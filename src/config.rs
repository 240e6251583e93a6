//! Runtime configuration, loaded from environment variables.

use std::time::Duration;

#[derive(Debug, Clone)]
pub struct RuntimeConfig {
    /// Action queue poll interval.
    pub poll_interval: Duration,
    /// Default engine loop interval.
    pub loop_interval: Duration,
    /// Message fan-out poll interval.
    pub fanout_interval: Duration,
    /// Rehydration sweep interval.
    pub rehydrate_interval: Duration,
    /// How long destroy waits for a cooperative exit before aborting.
    pub destroy_grace: Duration,
    /// Shared deadline for one intent's tool calls.
    pub tool_timeout: Duration,
    /// Capacity of the fan-out dedup window.
    pub dedup_capacity: usize,
}

impl Default for RuntimeConfig {
    fn default() -> Self {
        Self {
            poll_interval: Duration::from_secs(5),
            loop_interval: Duration::from_secs(3),
            fanout_interval: Duration::from_secs(2),
            rehydrate_interval: Duration::from_secs(30),
            destroy_grace: Duration::from_secs(5),
            tool_timeout: Duration::from_secs(12),
            dedup_capacity: 512,
        }
    }
}

impl RuntimeConfig {
    /// Build from `DYNA_*` environment variables, falling back to defaults
    /// for anything unset or unparseable.
    pub fn from_env() -> Self {
        let defaults = Self::default();
        Self {
            poll_interval: env_secs("DYNA_POLL_INTERVAL_SECS", defaults.poll_interval),
            loop_interval: env_secs("DYNA_LOOP_INTERVAL_SECS", defaults.loop_interval),
            fanout_interval: env_secs("DYNA_FANOUT_INTERVAL_SECS", defaults.fanout_interval),
            rehydrate_interval: env_secs(
                "DYNA_REHYDRATE_INTERVAL_SECS",
                defaults.rehydrate_interval,
            ),
            destroy_grace: env_secs("DYNA_DESTROY_GRACE_SECS", defaults.destroy_grace),
            tool_timeout: env_secs("DYNA_TOOL_TIMEOUT_SECS", defaults.tool_timeout),
            dedup_capacity: std::env::var("DYNA_DEDUP_CAPACITY")
                .ok()
                .and_then(|v| v.parse().ok())
                .unwrap_or(defaults.dedup_capacity),
        }
    }
}

fn env_secs(key: &str, default: Duration) -> Duration {
    std::env::var(key)
        .ok()
        .and_then(|v| v.parse::<f64>().ok())
        .filter(|secs| *secs >= 0.0)
        .map(Duration::from_secs_f64)
        .unwrap_or(default)
}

+++

== ASSIGNED TASK ==
Pull out every line in the material above where "defaults" occurs.

== RESULT OF THIS EXERCISE ==
    /// Build from `DYNA_*` environment variables, falling back to defaults
        let defaults = Self::default();
            poll_interval: env_secs("DYNA_POLL_INTERVAL_SECS", defaults.poll_interval),
            loop_interval: env_secs("DYNA_LOOP_INTERVAL_SECS", defaults.loop_interval),
            fanout_interval: env_secs("DYNA_FANOUT_INTERVAL_SECS", defaults.fanout_interval),
                defaults.rehydrate_interval,
            destroy_grace: env_secs("DYNA_DESTROY_GRACE_SECS", defaults.destroy_grace),
            tool_timeout: env_secs("DYNA_TOOL_TIMEOUT_SECS", defaults.tool_timeout),
                .unwrap_or(defaults.dedup_capacity),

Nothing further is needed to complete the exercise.